Corroborando a avaliação acima, o “Grupo Ad Hoc de Especialistas Técnicos sobre Tecnologias de Restrição de Uso Genético”, formado para assessorar a Convenção sobre Diversidade Biológica apontou em seu relatório que: “…as plantas GURTs produzem pólen geneticamente modificado capaz de fertilizar cultivos próximos e plantas silvestres ou invasoras aparentadas. Os transgenes contidos no Pólen geneticamente modificado e (potencialmente) qualquer proteína expressa por esses genes estarão, assim, presentes na semente de polinização cruzada, independentemente se essa semente tornou-se estéril”.

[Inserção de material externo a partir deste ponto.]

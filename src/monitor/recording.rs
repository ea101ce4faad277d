use std::sync::Arc;
use std::time::{Duration, Instant};

use anyhow::Result;
use tracing::{debug, info, warn};

use crate::geometry::Resolution;
use crate::zone::CameraId;

/// 録画先（エンコーダ）
pub trait VideoSink<F>: Send {
    fn write(&mut self, frame: &F) -> Result<()>;
    fn close(&mut self) -> Result<()>;
}

/// エンコーダを開く
///
/// `name` は拡張子なしのファイル名。
pub trait SinkFactory<F>: Send + Sync {
    fn open(&self, camera: CameraId, name: &str, resolution: Resolution) -> Result<Box<dyn VideoSink<F>>>;
}

#[derive(Debug, Clone, Copy, PartialEq, Eq)]
pub enum RecordingState {
    Idle,
    Recording,
}

#[derive(Debug, Clone, PartialEq, Eq)]
pub enum Transition {
    None,
    Started(String),
    Stopped,
}

struct ActiveRecording<F> {
    sink: Box<dyn VideoSink<F>>,
    name: String,
    frames: u64,
    write_errors: u64,
}

/// IDLE / RECORDING の状態機械
///
/// パスごとの `should_record` でレベル判定する。クールダウンは最後のトリガーから数える。
/// キャプチャ側の `write_frame` と解析側の `evaluate` は同じロック越しに呼ぶこと。
pub struct RecordingController<F> {
    camera: CameraId,
    cooldown: Duration,
    factory: Arc<dyn SinkFactory<F>>,
    active: Option<ActiveRecording<F>>,
    last_trigger: Option<Instant>,
}

impl<F> RecordingController<F> {
    pub fn new(camera: CameraId, cooldown: Duration, factory: Arc<dyn SinkFactory<F>>) -> Self {
        Self {
            camera,
            cooldown,
            factory,
            active: None,
            last_trigger: None,
        }
    }

    pub fn state(&self) -> RecordingState {
        if self.active.is_some() {
            RecordingState::Recording
        } else {
            RecordingState::Idle
        }
    }

    pub fn is_recording(&self) -> bool {
        self.active.is_some()
    }

    pub fn last_trigger(&self) -> Option<Instant> {
        self.last_trigger
    }

    pub fn current_name(&self) -> Option<&str> {
        self.active.as_ref().map(|a| a.name.as_str())
    }

    /// 1パス分の判定
    ///
    /// - `enabled == false`: 録画中なら即停止（クールダウン無視）
    /// - `trigger`: トリガー時刻を更新し、IDLEなら録画開始
    /// - それ以外: 最後のトリガーからクールダウンを超えたら停止
    pub fn evaluate(
        &mut self,
        trigger: bool,
        enabled: bool,
        frame_size: Resolution,
        now: Instant,
    ) -> Result<Transition> {
        if !enabled {
            return Ok(if self.stop() { Transition::Stopped } else { Transition::None });
        }

        if trigger {
            self.last_trigger = Some(now);
            if self.active.is_none() {
                let name = self.start(frame_size)?;
                return Ok(Transition::Started(name));
            }
            return Ok(Transition::None);
        }

        let expired = self
            .last_trigger
            .map_or(true, |t| now.saturating_duration_since(t) > self.cooldown);
        if self.active.is_some() && expired {
            self.stop();
            return Ok(Transition::Stopped);
        }
        Ok(Transition::None)
    }

    /// 録画中ならフレームを書き込む
    ///
    /// 書き込み失敗は一時的なものとみなし、録画は継続する。
    pub fn write_frame(&mut self, frame: &F) {
        let Some(active) = self.active.as_mut() else {
            return;
        };
        match active.sink.write(frame) {
            Ok(()) => active.frames += 1,
            Err(e) => {
                active.write_errors += 1;
                if active.write_errors == 1 {
                    warn!(camera = self.camera, file = %active.name, "error writing frame: {e:#}");
                } else {
                    debug!(camera = self.camera, errors = active.write_errors, "error writing frame: {e:#}");
                }
            }
        }
    }

    /// 録画を停止してエンコーダを解放する。録画中だった場合 true
    pub fn stop(&mut self) -> bool {
        let Some(mut active) = self.active.take() else {
            return false;
        };
        if let Err(e) = active.sink.close() {
            warn!(camera = self.camera, file = %active.name, "failed to close encoder: {e:#}");
        }
        info!(
            camera = self.camera,
            file = %active.name,
            frames = active.frames,
            write_errors = active.write_errors,
            "recording stopped"
        );
        true
    }

    fn start(&mut self, frame_size: Resolution) -> Result<String> {
        let timestamp = chrono::Local::now().format("%Y%m%d_%H%M%S");
        let name = format!("recording_cam{}_{}", self.camera, timestamp);
        let sink = self.factory.open(self.camera, &name, frame_size)?;
        info!(camera = self.camera, file = %name, size = %frame_size, "recording started");
        self.active = Some(ActiveRecording {
            sink,
            name: name.clone(),
            frames: 0,
            write_errors: 0,
        });
        Ok(name)
    }
}

impl<F> Drop for RecordingController<F> {
    fn drop(&mut self) {
        self.stop();
    }
}
use std::fs;
use std::path::Path;

use anyhow::{bail, Context, Result};
use ndarray::Array4;
use opencv::{
    core::{Mat, Size, Vec3b},
    imgproc,
    prelude::*,
};
use ort::session::builder::GraphOptimizationLevel;
use ort::session::Session;
use ort::value::Tensor;

use super::{ctc_greedy_decode, TextReader, TextReading};

/// 認識モデルの入力高さ
const INPUT_HEIGHT: i32 = 48;
/// 横幅の上限（これ以上は縮める）
const MAX_INPUT_WIDTH: i32 = 320;

/// CTC形式のテキスト認識モデル（出力 [1, T, 1 + 文字数]、0番がblank）
pub struct OnnxTextReader {
    session: Session,
    input_name: String,
    output_name: String,
    charset: Vec<char>,
}

impl OnnxTextReader {
    /// `dictionary` は1行1文字の辞書ファイル。なければ英数字を使う
    pub fn new<P: AsRef<Path>>(model_path: P, dictionary: Option<&Path>) -> Result<Self> {
        let model_path = model_path.as_ref();
        let session = Session::builder()?
            .with_optimization_level(GraphOptimizationLevel::Level3)?
            .commit_from_file(model_path)
            .with_context(|| format!("Failed to load OCR model {}", model_path.display()))?;

        let input_name = session
            .inputs
            .first()
            .map(|i| i.name.clone())
            .context("OCR model has no inputs")?;
        let output_name = session
            .outputs
            .first()
            .map(|o| o.name.clone())
            .context("OCR model has no outputs")?;

        let charset = match dictionary {
            Some(path) => load_dictionary(path)?,
            None => ('0'..='9').chain('A'..='Z').collect(),
        };

        Ok(Self {
            session,
            input_name,
            output_name,
            charset,
        })
    }

    /// BGR crop → [1, 3, 48, W]、(x/255 - 0.5) / 0.5
    fn preprocess(&self, crop: &Mat) -> Result<Array4<f32>> {
        if crop.empty() {
            bail!("empty crop");
        }
        let ratio = crop.cols() as f32 / crop.rows() as f32;
        let width = ((INPUT_HEIGHT as f32 * ratio).ceil() as i32).clamp(1, MAX_INPUT_WIDTH);

        let mut resized = Mat::default();
        imgproc::resize(crop, &mut resized, Size::new(width, INPUT_HEIGHT), 0.0, 0.0, imgproc::INTER_LINEAR)?;

        let mut tensor = Array4::<f32>::zeros((1, 3, INPUT_HEIGHT as usize, width as usize));
        for y in 0..INPUT_HEIGHT {
            for x in 0..width {
                let pixel = resized.at_2d::<Vec3b>(y, x)?;
                for c in 0..3 {
                    tensor[[0, c, y as usize, x as usize]] = (pixel[c] as f32 / 255.0 - 0.5) / 0.5;
                }
            }
        }
        Ok(tensor)
    }
}

impl TextReader<Mat> for OnnxTextReader {
    fn read(&mut self, crop: &Mat) -> Result<Option<TextReading>> {
        let input = Tensor::from_array(self.preprocess(crop)?)?;
        let outputs = self
            .session
            .run(ort::inputs![self.input_name.as_str() => input])
            .context("OCR inference failed")?;
        let output: ndarray::ArrayViewD<f32> = outputs[self.output_name.as_str()]
            .try_extract_array()
            .context("Failed to extract OCR output")?;

        let shape = output.shape();
        if shape.len() != 3 {
            bail!("unexpected OCR output shape {:?}", shape);
        }
        let (steps, classes) = (shape[1], shape[2]);
        let probs: Vec<Vec<f32>> = (0..steps)
            .map(|t| (0..classes).map(|c| output[[0, t, c]]).collect())
            .collect();
        Ok(ctc_greedy_decode(&probs, &self.charset))
    }
}

fn load_dictionary(path: &Path) -> Result<Vec<char>> {
    let content = fs::read_to_string(path)
        .with_context(|| format!("Failed to read OCR dictionary {}", path.display()))?;
    Ok(content.lines().filter_map(|line| line.chars().next()).collect())
}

Portanto, as tecnologias de restrição de uso impedem que a semente germine, mas não impedem a produção e dispersão de pólen. Dessa forma, a característica da esterilidade pode ser transmitida para outras plantas, inclusive para plantas silvestres.

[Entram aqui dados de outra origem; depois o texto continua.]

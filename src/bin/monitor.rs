//! Perimeter monitor: カメラごとにキャプチャ・解析スレッドを起動し、
//! 標準入力の制御コマンドを受け付ける。
//!
//! 使い方: `monitor [config.toml]`

use std::fs::{self, File};
use std::io::BufRead;
use std::path::PathBuf;
use std::sync::atomic::{AtomicBool, Ordering};
use std::sync::mpsc::{self, Receiver, RecvTimeoutError};
use std::sync::{Arc, Mutex};
use std::thread;
use std::time::Duration;

use anyhow::{Context, Result};
use opencv::core::Mat;
use tracing::{error, info, warn};
use tracing_subscriber::layer::SubscriberExt;
use tracing_subscriber::util::SubscriberInitExt;
use tracing_subscriber::{fmt, EnvFilter};

use perimeter_watch::camera::{Color, Frame, OpenCvCamera, OpenCvWriterFactory};
use perimeter_watch::config::{Config, DEFAULT_CONFIG_FILE};
use perimeter_watch::console::{self, Command, Outcome};
use perimeter_watch::control::{Monitor, MonitorContext};
use perimeter_watch::detect::{IouTracker, YoloDetector, YoloTracker};
use perimeter_watch::geometry::{FrameSpaces, Point, Resolution};
use perimeter_watch::ocr::{OnnxTextReader, PlateReader};
use perimeter_watch::render::MinifbRenderer;
use perimeter_watch::zone::ZoneStore;

fn init_logging() -> Result<PathBuf> {
    fs::create_dir_all("logs")?;
    let ts = chrono::Local::now().format("%Y%m%d_%H%M%S");
    let path = PathBuf::from(format!("logs/monitor_{ts}.log"));
    let file = File::create(&path).with_context(|| format!("Failed to create {}", path.display()))?;

    let filter = EnvFilter::try_from_default_env().unwrap_or_else(|_| EnvFilter::new("perimeter_watch=info,monitor=info"));
    tracing_subscriber::registry()
        .with(filter)
        .with(fmt::layer().with_writer(std::io::stderr))
        .with(fmt::layer().with_ansi(false).with_writer(Mutex::new(file)))
        .init();
    Ok(path)
}

/// 1行ずつ標準入力を転送する。EOFで終了
fn spawn_console() -> Receiver<String> {
    let (tx, rx) = mpsc::channel();
    let spawned = thread::Builder::new()
        .name("console".into())
        .spawn(move || {
            let stdin = std::io::stdin();
            for line in stdin.lock().lines() {
                let Ok(line) = line else { break };
                if tx.send(line).is_err() {
                    break;
                }
            }
        });
    if let Err(e) = spawned {
        warn!("failed to start console thread: {e}");
    }
    rx
}

fn grid_layout(n: usize) -> (usize, usize) {
    match n {
        0 | 1 => (1, 1),
        2 => (2, 1),
        3 | 4 => (2, 2),
        5 | 6 => (3, 2),
        _ => {
            let cols = (n as f64).sqrt().ceil() as usize;
            let rows = n.div_ceil(cols);
            (cols, rows)
        }
    }
}

/// 表示フレームをグリッド表示するビューア
struct Viewer {
    renderer: MinifbRenderer,
    cell: Resolution,
    cols: usize,
}

impl Viewer {
    fn new(cameras: usize, display: Resolution) -> Result<Self> {
        let (cols, rows) = grid_layout(cameras);
        let cell = if cols == 1 {
            display
        } else {
            Resolution::new(display.width / 2, display.height / 2)
        };
        let renderer = MinifbRenderer::new(
            "perimeter monitor",
            cell.width as usize * cols,
            cell.height as usize * rows,
        )?;
        Ok(Self { renderer, cell, cols })
    }

    fn draw(&mut self, monitor: &Monitor<Mat>) -> Result<()> {
        for (i, camera) in monitor.camera_ids().into_iter().enumerate() {
            let Some(frame) = monitor.session(camera)?.latest_display_frame()? else {
                continue;
            };
            let mut cell = frame.resized(self.cell)?;
            let label = if monitor.session(camera)?.is_recording() {
                format!("cam {camera} REC")
            } else {
                format!("cam {camera}")
            };
            cell.draw_text(&label, Point::new(10, 25), Color::WHITE)?;
            let x0 = (i % self.cols) * self.cell.width as usize;
            let y0 = (i / self.cols) * self.cell.height as usize;
            self.renderer.draw_frame_at(&cell, x0, y0)?;
        }
        self.renderer.update()
    }
}

fn build_monitor(config: &Config) -> Result<Monitor<Mat>> {
    let spaces = FrameSpaces::STANDARD;
    let zones = Arc::new(ZoneStore::load(&config.zones_file, spaces.reference));

    fs::create_dir_all(&config.output_dir)
        .with_context(|| format!("Failed to create {}", config.output_dir.display()))?;
    let encoders = Arc::new(OpenCvWriterFactory::new(config.output_dir.clone(), &config.recording)?);

    let mut ctx = MonitorContext::new(Arc::clone(&zones), encoders);
    ctx.spaces = spaces;
    ctx.classes = config.analysis.class_filter();
    ctx.cooldown = config.recording.cooldown();
    ctx.analysis_interval = config.analysis.interval();
    ctx.default_threshold = config.analysis.violation_threshold_secs;
    ctx.jpeg_quality = config.display.jpeg_quality;
    ctx.output_dir = config.output_dir.clone();
    let mut monitor = Monitor::new(ctx);

    let cameras = if config.cameras.is_empty() {
        zones.camera_ids()
    } else {
        config.cameras.clone()
    };
    if cameras.is_empty() {
        warn!("no cameras configured (set `cameras` or define zones in {})", config.zones_file.display());
    }

    let model = config.analysis.model.to_string_lossy();
    for camera in cameras {
        let source = match OpenCvCamera::open(camera, &config.capture) {
            Ok(source) => source,
            Err(e) => {
                error!(camera, "skipping camera: {e:#}");
                continue;
            }
        };
        let detector = YoloDetector::new(
            &model,
            spaces.inference.width as i32,
            config.analysis.score_threshold,
            config.analysis.iou_threshold,
        )?;
        let tracker = YoloTracker::new(
            detector,
            IouTracker::new(config.analysis.track_iou, config.analysis.max_missed),
        );
        monitor.start_camera(camera, Box::new(source), Box::new(tracker))?;
    }
    Ok(monitor)
}

fn build_plate_reader(config: &Config) -> Option<PlateReader<OnnxTextReader>> {
    if !config.ocr.model.exists() {
        info!(model = %config.ocr.model.display(), "plate model not found, plate reading disabled");
        return None;
    }
    match OnnxTextReader::new(&config.ocr.model, config.ocr.dictionary.as_deref()) {
        Ok(reader) => Some(PlateReader::new(reader).with_min_confidence(config.ocr.min_confidence)),
        Err(e) => {
            warn!("failed to load plate model: {e:#}");
            None
        }
    }
}

fn main() -> Result<()> {
    let log_path = init_logging()?;
    info!(version = env!("GIT_VERSION"), log = %log_path.display(), "perimeter monitor starting");

    let config_path = std::env::args()
        .nth(1)
        .unwrap_or_else(|| DEFAULT_CONFIG_FILE.to_string());
    let config = Config::load_or_default(&config_path)?;

    let monitor = build_monitor(&config)?;
    let mut plates = build_plate_reader(&config);
    info!(cameras = ?monitor.camera_ids(), "monitor running ({})", console::USAGE);

    let shutdown = Arc::new(AtomicBool::new(false));
    signal_hook::flag::register(signal_hook::consts::SIGINT, Arc::clone(&shutdown))?;
    signal_hook::flag::register(signal_hook::consts::SIGTERM, Arc::clone(&shutdown))?;

    let mut viewer = if config.display.viewer {
        match Viewer::new(monitor.camera_ids().len(), monitor.context().spaces.display) {
            Ok(viewer) => Some(viewer),
            Err(e) => {
                warn!("viewer disabled: {e:#}");
                None
            }
        }
    } else {
        None
    };

    let commands = spawn_console();
    while !shutdown.load(Ordering::Relaxed) {
        match commands.recv_timeout(Duration::from_millis(16)) {
            Ok(line) => match line.parse::<Command>() {
                Ok(command) => match console::execute(&monitor, plates.as_mut(), command) {
                    Outcome::Reply(reply) => println!("{reply}"),
                    Outcome::Quit => break,
                },
                Err(console::CommandError::Empty) => {}
                Err(e) => println!("{}", serde_json::json!({ "error": e.to_string() })),
            },
            Err(RecvTimeoutError::Timeout) => {}
            Err(RecvTimeoutError::Disconnected) => thread::sleep(Duration::from_millis(16)),
        }

        if let Some(v) = viewer.as_mut() {
            if !v.renderer.is_open() {
                info!("viewer closed");
                break;
            }
            if let Err(e) = v.draw(&monitor) {
                warn!("viewer error: {e:#}");
            }
        }
    }

    info!("shutting down");
    monitor.shutdown();
    Ok(())
}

Cumpre assinalar que a Conferência das Partes (COP-8) da Convenção da Biodiversidade, de 2006, em Curitiba, reafirmou a proibição ao plantio de sementes GURT adotada na COP-5. Apesar de as decisões dos países membros de uma convenção já em vigor não serem “vinculantes”, os países que as violam perdem respeito e credibilidade em futuras negociações, podendo ser cobrado pela “falha” por interlocutores inclusive em negociações sobre outros temas, sejam militares, comerciais, etc. Assim, no mínimo, é do interesse nacional que o Congresso não exponha o país a vexames ou se desmoralize internacionalmente, sendo aconselhável, neste caso, como em outros, que o Brasil mantenha a coerência entre compromissos assumidos junto a outras nações e sua própria legislação nacional.

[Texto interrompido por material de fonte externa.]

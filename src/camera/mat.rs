use std::path::Path;

use anyhow::{bail, Context, Result};
use opencv::{
    core::{self, Mat, Rect, Scalar, Size, Vector},
    imgcodecs, imgproc,
    prelude::*,
};

use super::{Color, Frame, PixelRect};
use crate::geometry::{Point, Resolution};

fn scalar(color: Color) -> Scalar {
    Scalar::new(color.b as f64, color.g as f64, color.r as f64, 0.0)
}

fn cv_point(p: Point) -> core::Point {
    core::Point::new(p.x, p.y)
}

impl Frame for Mat {
    fn resolution(&self) -> Resolution {
        Resolution::new(self.cols().max(0) as u32, self.rows().max(0) as u32)
    }

    fn resized(&self, to: Resolution) -> Result<Self> {
        let mut resized = Mat::default();
        imgproc::resize(
            self,
            &mut resized,
            Size::new(to.width as i32, to.height as i32),
            0.0,
            0.0,
            imgproc::INTER_LINEAR,
        )?;
        Ok(resized)
    }

    fn try_copy(&self) -> Result<Self> {
        Ok(self.try_clone()?)
    }

    fn crop(&self, rect: PixelRect) -> Result<Self> {
        if rect.is_empty() {
            bail!("empty crop");
        }
        let roi = Mat::roi(self, Rect::new(rect.x, rect.y, rect.width, rect.height))?;
        Ok(roi.try_clone()?)
    }

    fn draw_polygon(&mut self, points: &[Point], color: Color, thickness: i32) -> Result<()> {
        let contour: Vector<core::Point> = points.iter().copied().map(cv_point).collect();
        let mut contours = Vector::<Vector<core::Point>>::new();
        contours.push(contour);
        imgproc::polylines(self, &contours, true, scalar(color), thickness, imgproc::LINE_8, 0)?;
        Ok(())
    }

    fn draw_rectangle(&mut self, top_left: Point, bottom_right: Point, color: Color, thickness: i32) -> Result<()> {
        imgproc::rectangle_points(
            self,
            cv_point(top_left),
            cv_point(bottom_right),
            scalar(color),
            thickness,
            imgproc::LINE_8,
            0,
        )?;
        Ok(())
    }

    fn draw_text(&mut self, text: &str, origin: Point, color: Color) -> Result<()> {
        imgproc::put_text(
            self,
            text,
            cv_point(origin),
            imgproc::FONT_HERSHEY_SIMPLEX,
            0.5,
            scalar(color),
            2,
            imgproc::LINE_8,
            false,
        )?;
        Ok(())
    }

    fn encode_jpeg(&self, quality: i32) -> Result<Vec<u8>> {
        let mut buf = Vector::<u8>::new();
        let params = Vector::<i32>::from_slice(&[imgcodecs::IMWRITE_JPEG_QUALITY, quality]);
        imgcodecs::imencode(".jpg", self, &mut buf, &params)?;
        Ok(buf.to_vec())
    }

    fn save_image(&self, path: &Path) -> Result<()> {
        let name = path.to_string_lossy();
        let ok = imgcodecs::imwrite(&name, self, &Vector::new())
            .with_context(|| format!("Failed to write {}", path.display()))?;
        if !ok {
            bail!("Failed to write {}", path.display());
        }
        Ok(())
    }
}
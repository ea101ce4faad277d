use std::sync::atomic::{AtomicBool, Ordering};
use std::sync::{Arc, Mutex, PoisonError};
use std::thread;
use std::time::Duration;

use tracing::{debug, error, warn};

use crate::camera::{CameraSettings, Frame, FrameSource, Toggle};
use crate::geometry::Resolution;
use crate::monitor::RecordingController;
use crate::zone::CameraId;

use super::SharedFrameState;

/// 非アクティブ時のポーリング間隔
const INACTIVE_POLL: Duration = Duration::from_millis(100);
/// 他スレッドへ譲るための最小スリープ
const YIELD: Duration = Duration::from_millis(1);

pub struct CaptureLoop<F> {
    pub camera: CameraId,
    pub display: Resolution,
    pub shared: Arc<SharedFrameState<F>>,
    pub recorder: Arc<Mutex<RecordingController<F>>>,
    pub settings: Arc<CameraSettings>,
    pub stop: Arc<AtomicBool>,
    pub stopped: Arc<AtomicBool>,
}

impl<F: Frame> CaptureLoop<F> {
    /// 停止要求か切断まで読み続ける。終了時にソースを返す（解放は呼び出し側）
    pub fn run(self, mut source: Box<dyn FrameSource<F>>) -> Box<dyn FrameSource<F>> {
        while !self.stop.load(Ordering::Acquire) && !self.stopped.load(Ordering::Acquire) {
            if !self.settings.get(Toggle::Active) {
                thread::sleep(INACTIVE_POLL);
                continue;
            }

            let frame = match source.read() {
                Ok(frame) => frame,
                Err(e) => {
                    error!(camera = self.camera, "camera disconnected: {e:#}");
                    self.stopped.store(true, Ordering::Release);
                    break;
                }
            };

            let display = match frame.resized(self.display) {
                Ok(display) => display,
                Err(e) => {
                    warn!(camera = self.camera, "failed to resize frame for display: {e:#}");
                    continue;
                }
            };

            // 録画中なら生フレームを書き込む（解析側の開始/停止と同じロック）
            self.recorder
                .lock()
                .unwrap_or_else(PoisonError::into_inner)
                .write_frame(&frame);

            self.shared.publish_frame(frame, display);
            thread::sleep(YIELD);
        }
        debug!(camera = self.camera, "capture loop finished");
        source
    }
}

As conseqüências da proposição em referência, na ampliação do monopólio transnacional das sementes seriam desastrosas para economia, para os agricultores e para a soberania nacional. Em um cenário onde 100% das sementes precisassem ser compradas pelos agricultores, no Brasil, somente no caso do milho, por exemplo, o gasto anual com sementes aumentaria de R$ 162 milhões para R$ 1,17 bilhão.

No caso do milho, a região mais penalizada com a obrigatoriedade de compra de sementes a cada safra seria o Nordeste. Desta forma, além de onerar significativamente a agricultura brasileira, a tecnologia terminator teria um impacto catastrófico nos segmentos mais pobres da população rural, conforme dito, antes.

Portanto, a modificação genética de plantas para produzir sementes estéreis tem sido objeto de ampla condenação pela sociedade civil, por organismos científicos e pelos governo s de numerosos países, por considerá-la, no mínimo, uma forma imoral e antiética de aplicação da biotecnologia. Não bastassem tais implicações para os interesses coletivos e da soberania nacional, a iniciativa mostra-se absolutamente inoportuna. Ocorre às vésperas da Convenção do Clima de Paris, onde a temática ambiental, em geral, será objeto das discussões e negociações pelos países membros da “COP do Clima”.

Nesses termos, recomenda-se, em primeiro lugar a luta pela distribuição do PL para a Comissão de Meio Ambiente. Alguém pode achar que foi descuido ou ignorância a não distribuição do PL para o Meio Ambiente? Também devemos lutar pela distribuição da matéria para a Comissão de Relações Exteriores pelas razões postas no texto.

De resto, cumpre aos paridos políticos e organizações de trabalhadores e da sociedade civil, em geral, comprometidos com os valores da soberania nacional e os demais interesses maiores da sociedade brasileira a mobilização contra mais esse ato de lesa pátria da bancada ruralista.